UBC Undergraduate Research

Life on the Edge : A Comparison of Vancouver’s Intertidal Systems with Recommendations for Biodiversity Enhancement in Northeast False Creek Walton, Tamara; Donohue, Marie; Wang, Weihao; Li, Qin


The shorelines of Northeast False Creek (NEFC) are getting an eco-makeover. The City of Vancouver has plans to transform the shores into flourishing intertidal zones equipped with seaweeds, shellfish and sea stars. With breathtaking views of the City, 10km of waterfront pathway, and beautiful, vibrant shorelines, NEFC could soon become Vancouver’s most popular outdoor attraction. [Image] Healthy intertidal zones, however, will bring much more than just natural beauty to NEFC. They have substantial ecological value as they provide food and spawning habitat for a diverse suite of organisms—including Great Blue Herons, Dungeness Crabs, and Pacific Herring.

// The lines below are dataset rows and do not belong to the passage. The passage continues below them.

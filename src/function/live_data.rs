//! The live-data sourcing boundary.
//!
//! Requirements resolved by `LiveDataSourcingFunction` become graph leaves;
//! their values are supplied by the caller before execution.

use super::{CompilationContext, ExecutionContext, Function, FunctionError, FunctionId, FunctionInputs, RequirementsError, ResultTemplate};
use crate::target::{ComputationTarget, ComputationTargetSpecification, TargetScope};
use crate::value::{ComputedValue, ValueProperties, ValueRequirement, ValueSpecification};
use parking_lot::RwLock;
use std::collections::HashMap;

/// Which values the market-data collaborator can supply for a target.
pub trait MarketDataAvailability: Send + Sync {
    fn available_values(&self, target: &ComputationTargetSpecification) -> Vec<ResultTemplate>;
}

/// No market data at all.
#[derive(Debug, Clone, Copy, Default)]
pub struct NoMarketData;

impl MarketDataAvailability for NoMarketData {
    fn available_values(&self, _target: &ComputationTargetSpecification) -> Vec<ResultTemplate> {
        Vec::new()
    }
}

/// A fixed table of available values per target.
#[derive(Debug, Default)]
pub struct FixedAvailability {
    values: RwLock<HashMap<ComputationTargetSpecification, Vec<ResultTemplate>>>,
}

impl FixedAvailability {
    pub fn new() -> Self { Self::default() }

    pub fn add(&self, target: ComputationTargetSpecification, value_name: impl Into<String>, properties: ValueProperties) {
        self.values
            .write()
            .entry(target)
            .or_default()
            .push(ResultTemplate::new(value_name, properties));
    }
}

impl MarketDataAvailability for FixedAvailability {
    fn available_values(&self, target: &ComputationTargetSpecification) -> Vec<ResultTemplate> {
        self.values.read().get(target).cloned().unwrap_or_default()
    }
}

pub const LIVE_DATA_FUNCTION_ID: &str = "LiveDataSourcingFunction";

/// The designated function producing externally supplied values.
#[derive(Debug, Clone)]
pub struct LiveDataSourcingFunction {
    id: FunctionId,
    priority: i32,
}

impl LiveDataSourcingFunction {
    /// Tried before ordinary functions unless overridden with `with_priority`.
    pub const DEFAULT_PRIORITY: i32 = 1_000;

    pub fn new() -> Self {
        Self { id: FunctionId::new(LIVE_DATA_FUNCTION_ID), priority: Self::DEFAULT_PRIORITY }
    }

    pub fn with_priority(mut self, priority: i32) -> Self {
        self.priority = priority;
        self
    }
}

impl Default for LiveDataSourcingFunction {
    fn default() -> Self { Self::new() }
}

impl Function for LiveDataSourcingFunction {
    fn id(&self) -> &FunctionId { &self.id }

    fn short_name(&self) -> String { "Live data".to_string() }

    fn target_scope(&self) -> TargetScope { TargetScope::Anything }

    fn priority(&self) -> i32 { self.priority }

    fn is_live_data_source(&self) -> bool { true }

    fn can_apply_to(&self, context: &CompilationContext, target: &ComputationTarget) -> bool {
        !context.market_data().available_values(target.to_specification()).is_empty()
    }

    fn get_results(&self, context: &CompilationContext, target: &ComputationTarget) -> Vec<ResultTemplate> {
        context.market_data().available_values(target.to_specification())
    }

    fn get_requirements(
        &self,
        _context: &CompilationContext,
        _target: &ComputationTarget,
        _desired: &ValueRequirement,
        _output: &ValueSpecification,
    ) -> Result<Vec<ValueRequirement>, RequirementsError> {
        Ok(Vec::new())
    }

    fn execute(
        &self,
        _context: &ExecutionContext,
        _inputs: &FunctionInputs,
        _target: &ComputationTarget,
        _desired: &[ValueSpecification],
    ) -> Result<Vec<ComputedValue>, FunctionError> {
        Err(FunctionError::failed("live data is supplied externally and is never executed"))
    }
}
impl<'g> Run<'g> {
    /// Marks every node PENDING, settles live-data leaves and queues the
    /// nodes with no dependencies.
    fn seed(&mut self, order: &[NodeId], live_data: &[ComputedValue]) {
        let supplied: HashMap<&ValueSpecification, &ComputedValue> =
            live_data.iter().map(|v| (&v.specification, v)).collect();

        for &id in order {
            self.ledger.set_state(id, NodeState::Pending);
            self.remaining.insert(id, self.graph.dependencies(id).len());
        }

        let graph = self.graph;
        for &id in order {
            let Some(node) = graph.node(id) else { continue };
            if node.is_live_data() {
                let mut missing = None;
                for spec in node.outputs() {
                    match supplied.get(spec) {
                        Some(value) => self.ledger.insert(spec.clone(), Ok((*value).clone())),
                        None => {
                            log::warn!("Live data '{}' was not supplied", spec);
                            let failure = Arc::new(ExecutionFailure::MissingLiveData { specification: spec.clone() });
                            self.ledger.insert(spec.clone(), Err(failure.clone()));
                            missing.get_or_insert(failure);
                        }
                    }
                }
                self.settle(id, missing);
            } else if self.remaining.get(&id) == Some(&0) && !self.ledger.is_terminal(id) {
                self.make_ready(id);
            }
        }
    }

    /// Runs the dispatch loop until every node is terminal or the run is
    /// cancelled. Returns true if cancelled.
    fn drive(&mut self, pool: &rayon::ThreadPool, rx: &Receiver<Message>, limit: usize) -> bool {
        loop {
            if self.cancel.is_cancelled() {
                self.cancel_remaining();
                return true;
            }

            while self.running.len() < limit {
                let Some(&(rank, id)) = self.ready.iter().next() else { break };
                self.ready.remove(&(rank, id));
                self.dispatch(pool, id);
            }

            if self.running.is_empty() {
                return false;
            }

            let now = Instant::now();
            let wait = self
                .running
                .values()
                .flatten()
                .map(|deadline| deadline.saturating_duration_since(now))
                .min()
                .map_or(POLL_INTERVAL, |d| d.min(POLL_INTERVAL));

            match rx.recv_timeout(wait) {
                Ok(Message::Started { node, at }) => self.start(node, at),
                Ok(Message::Finished(completion)) => self.complete(completion),
                Err(RecvTimeoutError::Timeout) => {}
                // The run holds a sender, so the channel cannot disconnect.
                Err(RecvTimeoutError::Disconnected) => return false,
            }
            self.expire(Instant::now());
        }
    }

    fn make_ready(&mut self, id: NodeId) {
        let rank = self.rank.get(&id).copied().unwrap_or(usize::MAX);
        self.ledger.set_state(id, NodeState::Ready);
        self.ready.insert((rank, id));
    }

    /// Checks inputs and either starts the node or fails it without executing.
    fn dispatch(&mut self, pool: &rayon::ThreadPool, id: NodeId) {
        let graph = self.graph;
        let Some(node) = graph.node(id) else { return };

        let mut values = Vec::with_capacity(node.inputs().len());
        for spec in node.inputs() {
            match self.ledger.get(spec) {
                Some(Ok(value)) => values.push(value.clone()),
                Some(Err(cause)) => {
                    let cause = cause.clone();
                    let failure = Arc::new(ExecutionFailure::upstream(node.function_id().clone(), &cause));
                    self.fail(id, failure);
                    return;
                }
                None => {
                    let failure = Arc::new(ExecutionFailure::MissingOutput {
                        function: node.function_id().clone(),
                        specification: spec.clone(),
                    });
                    self.fail(id, Arc::new(ExecutionFailure::upstream(node.function_id().clone(), &failure)));
                    return;
                }
            }
        }

        let job = NodeJob {
            node: id,
            function: node.function().clone(),
            target: node.target().clone(),
            inputs: FunctionInputs::new(values),
            desired: node.outputs().iter().cloned().collect(),
            context: self.context.clone(),
            cancel: self.cancel.clone(),
        };
        log::debug!("Dispatching {}", node);
        self.ledger.set_state(id, NodeState::Running);
        self.running.insert(id, None);
        let tx = self.tx.clone();
        pool.spawn(move || job.run(tx));
    }

    fn start(&mut self, id: NodeId, at: Instant) {
        let timeout = self.timeout;
        if let Some(deadline) = self.running.get_mut(&id) {
            *deadline = timeout.map(|t| at + t);
        }
    }

    fn complete(&mut self, completion: Completion) {
        let Completion { node: id, outcome, elapsed } = completion;
        if self.running.remove(&id).is_none() {
            log::warn!("Discarding late result for node {}", id.index());
            return;
        }
        let graph = self.graph;
        let Some(node) = graph.node(id) else { return };
        let function = node.function_id().clone();
        let target = node.target_specification().clone();

        match outcome {
            JobOutcome::Completed(values) => {
                let mut produced: HashMap<ValueSpecification, ComputedValue> =
                    values.into_iter().map(|v| (v.specification.clone(), v)).collect();
                let mut missing = None;
                for spec in node.outputs() {
                    match produced.remove(spec) {
                        Some(value) => self.ledger.insert(spec.clone(), Ok(value)),
                        None => {
                            let failure = Arc::new(ExecutionFailure::MissingOutput {
                                function: function.clone(),
                                specification: spec.clone(),
                            });
                            self.ledger.insert(spec.clone(), Err(failure.clone()));
                            missing.get_or_insert(failure);
                        }
                    }
                }
                if !produced.is_empty() {
                    log::debug!("'{}' returned {} values nobody asked for", function, produced.len());
                }
                self.statistics.record(&function, elapsed, missing.is_some());
                self.settle(id, missing);
            }
            JobOutcome::Failed(error) => {
                log::warn!("'{}' failed on {}: {}", function, target, error);
                self.statistics.record(&function, elapsed, true);
                self.fail(id, Arc::new(ExecutionFailure::FunctionFailed { function, target, error }));
            }
            JobOutcome::Panicked(message) => {
                log::warn!("'{}' panicked on {}: {}", function, target, message);
                self.statistics.record(&function, elapsed, true);
                self.fail(id, Arc::new(ExecutionFailure::Panicked { function, target, message }));
            }
            JobOutcome::Cancelled => self.fail(id, Arc::new(ExecutionFailure::Cancelled)),
        }
    }

    /// Fails every running node whose deadline has passed.
    fn expire(&mut self, now: Instant) {
        let expired: Vec<NodeId> = self
            .running
            .iter()
            .filter(|(_, deadline)| deadline.map_or(false, |d| d <= now))
            .map(|(id, _)| *id)
            .collect();

        for id in expired {
            self.running.remove(&id);
            let graph = self.graph;
            let Some(node) = graph.node(id) else { continue };
            let timeout = self.timeout.unwrap_or_default();
            log::warn!("{} timed out after {:?}", node, timeout);
            self.statistics.record(node.function_id(), timeout, true);
            self.fail(
                id,
                Arc::new(ExecutionFailure::TimedOut {
                    function: node.function_id().clone(),
                    target: node.target_specification().clone(),
                    timeout,
                }),
            );
        }
    }

    /// Terminal state after outputs were recorded individually. A node with
    /// missing outputs is FAILED, but dependents that only read its other
    /// outputs still run.
    fn settle(&mut self, id: NodeId, missing: Option<Arc<ExecutionFailure>>) {
        let state = match missing {
            Some(failure) => NodeState::Failed(failure),
            None => NodeState::Succeeded,
        };
        self.ledger.set_state(id, state);
        self.release_dependents(id);
    }

    /// Fails the whole node and, without executing them, every transitive
    /// dependent.
    fn fail(&mut self, id: NodeId, failure: Arc<ExecutionFailure>) {
        let graph = self.graph;
        self.fail_outputs(id, &failure);
        self.ledger.set_state(id, NodeState::Failed(failure.clone()));

        for dependent in topology::downstream_from(graph, &[id]) {
            if dependent == id || self.ledger.is_terminal(dependent) || self.running.contains_key(&dependent) {
                continue;
            }
            let Some(node) = graph.node(dependent) else { continue };
            let cascaded = Arc::new(ExecutionFailure::upstream(node.function_id().clone(), &failure));
            self.fail_outputs(dependent, &cascaded);
            if let Some(rank) = self.rank.get(&dependent) {
                self.ready.remove(&(*rank, dependent));
            }
            self.ledger.set_state(dependent, NodeState::Failed(cascaded));
        }
    }

    fn fail_outputs(&mut self, id: NodeId, failure: &Arc<ExecutionFailure>) {
        if let Some(node) = self.graph.node(id) {
            for spec in node.outputs() {
                self.ledger.insert(spec.clone(), Err(failure.clone()));
            }
        }
    }

    fn release_dependents(&mut self, id: NodeId) {
        for dependent in self.graph.dependents(id) {
            if self.ledger.is_terminal(dependent) {
                continue;
            }
            let Some(left) = self.remaining.get_mut(&dependent) else { continue };
            *left = left.saturating_sub(1);
            if *left == 0 {
                self.make_ready(dependent);
            }
        }
    }

    /// Fails every node that has not finished. In-flight results arriving
    /// later are dropped with the receiver.
    fn cancel_remaining(&mut self) {
        let cancelled = Arc::new(ExecutionFailure::Cancelled);
        let open: Vec<NodeId> = self
            .ledger
            .states()
            .filter(|(_, state)| !state.is_terminal())
            .map(|(id, _)| id)
            .collect();
        log::warn!("Run cancelled; abandoning {} unfinished nodes ({} in flight)", open.len(), self.running.len());
        for id in open {
            self.fail_outputs(id, &cancelled);
            self.ledger.set_state(id, NodeState::Failed(cancelled.clone()));
        }
        self.ready.clear();
        self.running.clear();
    }
}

In addition, healthy shorelines house a variety of microbes which help breakdown the toxic substances found in urban run-off. This helps to maintain good water quality, which benefits both marine life and humans. Healthy intertidal zones will also bring significant societal value to NEFC. They are one of the most easily-accessible marine ecosystems and provide visitors the opportunity to connect with the ocean and discover its fascinating critters. In addition, intertidal zones provide irreplaceable outdoor classrooms for students learning about marine species and their habitats.